§ **WHAT YOU NEED TO DO**
Only the lines from the one with "pub fn build_blend_table()" through the last belong in the output; print them exactly as given below.

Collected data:
──────
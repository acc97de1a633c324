//! Gen7 (Ivybridge) 3D pipe command encodings and indirect state record layouts.
//!
//! Only the subset of the command set needed to drive the pipe as a 2D blit/composite engine is
//! described here: a rectangle-list primitive, a single pixel-shader stage and the fixed-function
//! blend/sampler state that feeds it. All other stages are programmed to pass-through once per
//! batch by the invariant preamble.

use bytemuck::{Pod, Zeroable};

const fn gen7_3d(pipeline: u32, op: u32, sub: u32) -> u32 {
    (3 << 29) | (pipeline << 27) | (op << 24) | (sub << 16)
}

// MI commands.
pub const MI_FLUSH: u32 = 0x04 << 23;
pub const MI_INHIBIT_RENDER_CACHE_FLUSH: u32 = 1 << 2;
/// Mask selecting the MI opcode of a command header.
pub const MI_OPCODE_MASK: u32 = 0xff << 23;

// Non-pipelined state.
pub const PIPELINE_SELECT: u32 = gen7_3d(1, 1, 4);
pub const PIPELINE_SELECT_3D: u32 = 0;
pub const STATE_BASE_ADDRESS: u32 = gen7_3d(0, 1, 0x01);
pub const STATE_SIP: u32 = gen7_3d(0, 1, 0x02);
pub const BASE_ADDRESS_MODIFY: u32 = 1;

// Pipelined 3D state.
pub const STATE_VERTEX_BUFFERS: u32 = gen7_3d(3, 0, 0x08);
pub const STATE_VERTEX_ELEMENTS: u32 = gen7_3d(3, 0, 0x09);
pub const STATE_CLEAR_PARAMS: u32 = gen7_3d(3, 0, 0x04);
pub const STATE_DEPTH_BUFFER: u32 = gen7_3d(3, 0, 0x05);
pub const STATE_VS: u32 = gen7_3d(3, 0, 0x10);
pub const STATE_GS: u32 = gen7_3d(3, 0, 0x11);
pub const STATE_CLIP: u32 = gen7_3d(3, 0, 0x12);
pub const STATE_SF: u32 = gen7_3d(3, 0, 0x13);
pub const STATE_WM: u32 = gen7_3d(3, 0, 0x14);
pub const STATE_CONSTANT_PS: u32 = gen7_3d(3, 0, 0x17);
pub const STATE_SAMPLE_MASK: u32 = gen7_3d(3, 0, 0x18);
pub const STATE_HS: u32 = gen7_3d(3, 0, 0x1B);
pub const STATE_TE: u32 = gen7_3d(3, 0, 0x1C);
pub const STATE_DS: u32 = gen7_3d(3, 0, 0x1D);
pub const STATE_STREAMOUT: u32 = gen7_3d(3, 0, 0x1E);
pub const STATE_SBE: u32 = gen7_3d(3, 0, 0x1F);
pub const STATE_PS: u32 = gen7_3d(3, 0, 0x20);
pub const STATE_VIEWPORT_STATE_POINTERS_SF_CL: u32 = gen7_3d(3, 0, 0x21);
pub const STATE_VIEWPORT_STATE_POINTERS_CC: u32 = gen7_3d(3, 0, 0x23);
pub const STATE_BLEND_STATE_POINTERS: u32 = gen7_3d(3, 0, 0x24);
pub const STATE_BINDING_TABLE_POINTERS_PS: u32 = gen7_3d(3, 0, 0x2A);
pub const STATE_SAMPLER_STATE_POINTERS_PS: u32 = gen7_3d(3, 0, 0x2F);
pub const STATE_URB_VS: u32 = gen7_3d(3, 0, 0x30);
pub const STATE_URB_HS: u32 = gen7_3d(3, 0, 0x31);
pub const STATE_URB_DS: u32 = gen7_3d(3, 0, 0x32);
pub const STATE_URB_GS: u32 = gen7_3d(3, 0, 0x33);
pub const STATE_DRAWING_RECTANGLE: u32 = gen7_3d(3, 1, 0x00);
pub const STATE_MULTISAMPLE: u32 = gen7_3d(3, 1, 0x0D);
pub const STATE_PUSH_CONSTANT_ALLOC_PS: u32 = gen7_3d(3, 1, 0x16);
pub const PRIMITIVE: u32 = gen7_3d(3, 3, 0x00);

// 3DSTATE_MULTISAMPLE
pub const MULTISAMPLE_PIXEL_LOCATION_CENTER: u32 = 0 << 4;
pub const MULTISAMPLE_NUMSAMPLES_1: u32 = 0 << 1;

// 3DSTATE_PUSH_CONSTANT_ALLOC_* / 3DSTATE_URB_*
pub const PUSH_CONSTANT_BUFFER_OFFSET_SHIFT: u32 = 16;
pub const URB_ENTRY_NUMBER_SHIFT: u32 = 0;
pub const URB_ENTRY_SIZE_SHIFT: u32 = 16;
pub const URB_STARTING_ADDRESS_SHIFT: u32 = 25;

// 3DSTATE_SF
pub const SF_CULL_NONE: u32 = 1 << 29;
pub const SF_TRIFAN_PROVOKE_SHIFT: u32 = 25;

// 3DSTATE_SBE
pub const SBE_NUM_OUTPUTS_SHIFT: u32 = 22;
pub const SBE_URB_ENTRY_READ_LENGTH_SHIFT: u32 = 11;
pub const SBE_URB_ENTRY_READ_OFFSET_SHIFT: u32 = 4;

// 3DSTATE_WM
pub const WM_DISPATCH_ENABLE: u32 = 1 << 29;
pub const WM_PERSPECTIVE_PIXEL_BARYCENTRIC: u32 = 1 << 11;

// 3DSTATE_PS
pub const PS_SAMPLER_COUNT_SHIFT: u32 = 27;
pub const PS_BINDING_TABLE_ENTRY_COUNT_SHIFT: u32 = 18;
pub const PS_MAX_THREADS_SHIFT: u32 = 24;
pub const PS_ATTRIBUTE_ENABLE: u32 = 1 << 10;
pub const PS_16_DISPATCH_ENABLE: u32 = 1 << 1;
pub const PS_DISPATCH_START_GRF_SHIFT_0: u32 = 16;
/// Thread count programmed for the pixel-shader stage.
pub const PS_MAX_THREADS: u32 = 86;

// 3DSTATE_VERTEX_ELEMENTS
pub const VE0_VERTEX_BUFFER_INDEX_SHIFT: u32 = 26;
pub const VE0_VALID: u32 = 1 << 25;
pub const VE0_FORMAT_SHIFT: u32 = 16;
pub const VE0_OFFSET_SHIFT: u32 = 0;
pub const VE1_VFCOMPONENT_0_SHIFT: u32 = 28;
pub const VE1_VFCOMPONENT_1_SHIFT: u32 = 24;
pub const VE1_VFCOMPONENT_2_SHIFT: u32 = 20;
pub const VE1_VFCOMPONENT_3_SHIFT: u32 = 16;
pub const VFCOMPONENT_NOSTORE: u32 = 0;
pub const VFCOMPONENT_STORE_SRC: u32 = 1;
pub const VFCOMPONENT_STORE_0: u32 = 2;
pub const VFCOMPONENT_STORE_1_FLT: u32 = 3;

// 3DSTATE_VERTEX_BUFFERS
pub const VB0_BUFFER_INDEX_SHIFT: u32 = 26;
pub const VB0_VERTEXDATA: u32 = 0 << 20;
pub const VB0_ADDRESS_MODIFY_ENABLE: u32 = 1 << 14;
pub const VB0_BUFFER_PITCH_SHIFT: u32 = 0;

// 3DPRIMITIVE
pub const PRIMITIVE_VERTEX_SEQUENTIAL: u32 = 0 << 8;
pub const PRIMITIVE_RECTLIST: u32 = 0x0F;

// 3DSTATE_DEPTH_BUFFER
pub const DEPTH_BUFFER_TYPE_SHIFT: u32 = 29;
pub const DEPTH_BUFFER_FORMAT_SHIFT: u32 = 18;
pub const DEPTHFORMAT_D32_FLOAT: u32 = 1;

// SURFACE_STATE
pub const SURFACE_TYPE_SHIFT: u32 = 29;
pub const SURFACE_2D: u32 = 1;
pub const SURFACE_NULL: u32 = 7;
pub const SURFACE_FORMAT_SHIFT: u32 = 18;
pub const SURFACE_TILED: u32 = 1 << 14;
pub const SURFACE_TILED_Y: u32 = 1 << 13;
pub const SURFACE_WIDTH_SHIFT: u32 = 0;
pub const SURFACE_HEIGHT_SHIFT: u32 = 16;
pub const SURFACE_PITCH_SHIFT: u32 = 0;

// Relocation domains.
pub const DOMAIN_RENDER: u32 = 0x0000_0002;
pub const DOMAIN_SAMPLER: u32 = 0x0000_0004;
pub const DOMAIN_INSTRUCTION: u32 = 0x0000_0010;
pub const DOMAIN_VERTEX: u32 = 0x0000_0020;

// Sampler state encodings.
pub const MAPFILTER_NEAREST: u32 = 0;
pub const MAPFILTER_LINEAR: u32 = 1;
pub const TEXCOORDMODE_WRAP: u32 = 0;
pub const TEXCOORDMODE_MIRROR: u32 = 1;
pub const TEXCOORDMODE_CLAMP: u32 = 2;
pub const TEXCOORDMODE_CLAMP_BORDER: u32 = 4;

pub const BLENDFUNCTION_ADD: u32 = 0;

/// Number of 32-bit words occupied by a padded surface-state record.
pub const SURFACE_STATE_WORDS: usize = 8;
/// Number of 32-bit words reserved for one binding table.
pub const BINDING_TABLE_WORDS: usize = 8;

/// Length of a `3DPRIMITIVE` packet in words.
pub const PRIMITIVE_WORDS: usize = 7;
/// Length of a single-buffer `3DSTATE_VERTEX_BUFFERS` packet in words.
pub const VERTEX_BUFFER_WORDS: usize = 5;
/// Upper bound of the words appended by the component-alpha second pass, including the
/// state restore performed when the pass runs in the middle of an operation.
pub const CA_PASS_WORDS: usize = 2 + 8 + 1 + PRIMITIVE_WORDS + 2 + 8 + 1;

/// SURFACE_STATE, padded to a 32-byte slot.
#[repr(C)]
#[derive(Clone, Copy, Debug, Default, PartialEq, Eq, Pod, Zeroable)]
pub struct SurfaceState {
    pub ss: [u32; SURFACE_STATE_WORDS],
}

impl SurfaceState {
    pub const SIZE_BYTES: u32 = 32;
}

/// SAMPLER_STATE.
#[repr(C)]
#[derive(Clone, Copy, Debug, Default, PartialEq, Eq, Pod, Zeroable)]
pub struct SamplerState {
    pub ss0: u32,
    pub ss1: u32,
    pub ss2: u32,
    pub ss3: u32,
}

impl SamplerState {
    pub const SIZE_BYTES: u32 = 16;

    const SS0_MIN_FILTER_SHIFT: u32 = 14;
    const SS0_MAG_FILTER_SHIFT: u32 = 17;
    const SS0_LOD_PRECLAMP: u32 = 1 << 28;
    const SS0_DEFAULT_COLOR_LEGACY: u32 = 1 << 29;
    const SS3_R_WRAP_SHIFT: u32 = 0;
    const SS3_T_WRAP_SHIFT: u32 = 3;
    const SS3_S_WRAP_SHIFT: u32 = 6;

    pub fn new(map_filter: u32, wrap_mode: u32) -> Self {
        Self {
            ss0: Self::SS0_DEFAULT_COLOR_LEGACY
                | Self::SS0_LOD_PRECLAMP
                | (map_filter << Self::SS0_MIN_FILTER_SHIFT)
                | (map_filter << Self::SS0_MAG_FILTER_SHIFT),
            ss1: 0,
            ss2: 0,
            ss3: (wrap_mode << Self::SS3_R_WRAP_SHIFT)
                | (wrap_mode << Self::SS3_T_WRAP_SHIFT)
                | (wrap_mode << Self::SS3_S_WRAP_SHIFT),
        }
    }
}

/// BLEND_STATE, padded to the 64-byte stride used by the blend table.
#[repr(C)]
#[derive(Clone, Copy, Debug, Default, PartialEq, Eq, Pod, Zeroable)]
pub struct BlendState {
    pub blend0: u32,
    pub blend1: u32,
    pub _pad: [u32; 14],
}

impl BlendState {
    pub const SIZE_BYTES: u32 = 64;

    const BLEND0_DEST_FACTOR_SHIFT: u32 = 0;
    const BLEND0_SOURCE_FACTOR_SHIFT: u32 = 5;
    const BLEND0_FUNCTION_SHIFT: u32 = 11;
    const BLEND0_ENABLE: u32 = 1 << 31;
    const BLEND1_POST_BLEND_CLAMP: u32 = 1 << 0;
    const BLEND1_PRE_BLEND_CLAMP: u32 = 1 << 1;

    pub fn new(src_factor: u32, dst_factor: u32) -> Self {
        let mut state = Self::zeroed();
        // A ONE/ZERO pair is a plain copy; leave blending off for it.
        let enable = !(dst_factor == crate::blend::BlendFactor::Zero as u32
            && src_factor == crate::blend::BlendFactor::One as u32);
        state.blend0 = (BLENDFUNCTION_ADD << Self::BLEND0_FUNCTION_SHIFT)
            | (src_factor << Self::BLEND0_SOURCE_FACTOR_SHIFT)
            | (dst_factor << Self::BLEND0_DEST_FACTOR_SHIFT);
        if enable {
            state.blend0 |= Self::BLEND0_ENABLE;
        }
        state.blend1 = Self::BLEND1_POST_BLEND_CLAMP | Self::BLEND1_PRE_BLEND_CLAMP;
        state
    }
}

/// CC_VIEWPORT.
#[repr(C)]
#[derive(Clone, Copy, Debug, Default, PartialEq, Pod, Zeroable)]
pub struct CcViewport {
    pub min_depth: f32,
    pub max_depth: f32,
}

impl CcViewport {
    pub const SIZE_BYTES: u32 = 8;
}
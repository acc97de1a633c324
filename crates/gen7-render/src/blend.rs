//! Porter-Duff operators and the precomputed blend-state table.

use serde::{Deserialize, Serialize};
use tracing::trace;

use crate::format::PictFormat;
use crate::hw::BlendState;

/// Hardware blend factors.
#[repr(u32)]
#[derive(Clone, Copy, Debug, PartialEq, Eq, Hash)]
pub enum BlendFactor {
    One = 0x01,
    SrcColor = 0x02,
    SrcAlpha = 0x03,
    DstAlpha = 0x04,
    DstColor = 0x05,
    SrcAlphaSaturate = 0x06,
    ConstColor = 0x07,
    ConstAlpha = 0x08,
    Src1Color = 0x09,
    Src1Alpha = 0x0A,
    Zero = 0x11,
    InvSrcColor = 0x12,
    InvSrcAlpha = 0x13,
    InvDstAlpha = 0x14,
}

/// Stride of the factor axis in the blend table.
pub const BLENDFACTOR_COUNT: u32 = BlendFactor::InvDstAlpha as u32 + 1;
/// Size in bytes of the full blend table.
pub const BLEND_TABLE_BYTES: u32 = BLENDFACTOR_COUNT * BLENDFACTOR_COUNT * BlendState::SIZE_BYTES;

/// The thirteen Porter-Duff operators accepted by the composite path.
#[derive(Clone, Copy, Debug, PartialEq, Eq, Hash, Serialize, Deserialize)]
#[serde(rename_all = "snake_case")]
pub enum Operator {
    Clear = 0,
    Src = 1,
    Dst = 2,
    Over = 3,
    OverReverse = 4,
    In = 5,
    InReverse = 6,
    Out = 7,
    OutReverse = 8,
    Atop = 9,
    AtopReverse = 10,
    Xor = 11,
    Add = 12,
}

#[derive(Clone, Copy, Debug, PartialEq, Eq)]
pub struct BlendInfo {
    /// The destination factor reads source alpha.
    pub src_alpha: bool,
    pub src: BlendFactor,
    pub dst: BlendFactor,
}

const fn info(src_alpha: bool, src: BlendFactor, dst: BlendFactor) -> BlendInfo {
    BlendInfo {
        src_alpha,
        src,
        dst,
    }
}

const BLEND_OPS: [BlendInfo; 13] = [
    info(false, BlendFactor::Zero, BlendFactor::Zero),
    info(false, BlendFactor::One, BlendFactor::Zero),
    info(false, BlendFactor::Zero, BlendFactor::One),
    info(true, BlendFactor::One, BlendFactor::InvSrcAlpha),
    info(false, BlendFactor::InvDstAlpha, BlendFactor::One),
    info(false, BlendFactor::DstAlpha, BlendFactor::Zero),
    info(true, BlendFactor::Zero, BlendFactor::SrcAlpha),
    info(false, BlendFactor::InvDstAlpha, BlendFactor::Zero),
    info(true, BlendFactor::Zero, BlendFactor::InvSrcAlpha),
    info(true, BlendFactor::DstAlpha, BlendFactor::InvSrcAlpha),
    info(true, BlendFactor::InvDstAlpha, BlendFactor::SrcAlpha),
    info(true, BlendFactor::InvDstAlpha, BlendFactor::InvSrcAlpha),
    info(false, BlendFactor::One, BlendFactor::One),
];

impl Operator {
    pub const ALL: [Operator; 13] = [
        Operator::Clear,
        Operator::Src,
        Operator::Dst,
        Operator::Over,
        Operator::OverReverse,
        Operator::In,
        Operator::InReverse,
        Operator::Out,
        Operator::OutReverse,
        Operator::Atop,
        Operator::AtopReverse,
        Operator::Xor,
        Operator::Add,
    ];

    pub fn from_code(code: u8) -> Option<Self> {
        Self::ALL.get(usize::from(code)).copied()
    }

    pub fn code(self) -> u8 {
        self as u8
    }

    pub fn info(self) -> BlendInfo {
        BLEND_OPS[self as usize]
    }
}

/// Resolves the source and destination factors for `op`.
///
/// Destinations without an alpha channel read alpha as one, so destination-alpha factors are
/// folded to constants. With a component-alpha mask the per-channel mask lands in the source
/// color, so source-alpha destination factors become source-color factors.
pub fn blend_factors(
    op: Operator,
    component_alpha: bool,
    dst_format: PictFormat,
) -> (BlendFactor, BlendFactor) {
    let info = op.info();
    let mut src = info.src;
    let mut dst = info.dst;

    if !dst_format.has_alpha() {
        src = match src {
            BlendFactor::DstAlpha => BlendFactor::One,
            BlendFactor::InvDstAlpha => BlendFactor::Zero,
            other => other,
        };
    }

    if component_alpha && info.src_alpha {
        dst = match dst {
            BlendFactor::SrcAlpha => BlendFactor::SrcColor,
            BlendFactor::InvSrcAlpha => BlendFactor::InvSrcColor,
            other => other,
        };
    }

    (src, dst)
}

/// Byte offset of the blend-state entry for a factor pair within the blend table.
pub fn blend_offset(src: BlendFactor, dst: BlendFactor) -> u32 {
    ((src as u32) * BLENDFACTOR_COUNT + dst as u32) * BlendState::SIZE_BYTES
}

pub fn get_blend(op: Operator, component_alpha: bool, dst_format: PictFormat) -> u32 {
    let (src, dst) = blend_factors(op, component_alpha, dst_format);
    trace!(?op, component_alpha, ?dst_format, ?src, ?dst, "blend");
    blend_offset(src, dst)
}

/// Builds the full blend table, one 64-byte entry per (src, dst) factor pair.
pub fn build_blend_table() -> Vec<BlendState> {
    let mut table = Vec::with_capacity((BLENDFACTOR_COUNT * BLENDFACTOR_COUNT) as usize);
    for src in 0..BLENDFACTOR_COUNT {
        for dst in 0..BLENDFACTOR_COUNT {
            table.push(BlendState::new(src, dst));
        }
    }
    table
}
──────
§ **ANSWER SPACE**
pub fn build_blend_table() -> Vec<BlendState> {
    let mut table = Vec::with_capacity((BLENDFACTOR_COUNT * BLENDFACTOR_COUNT) as usize);
    for src in 0..BLENDFACTOR_COUNT {
        for dst in 0..BLENDFACTOR_COUNT {
            table.push(BlendState::new(src, dst));
        }
    }
    table
}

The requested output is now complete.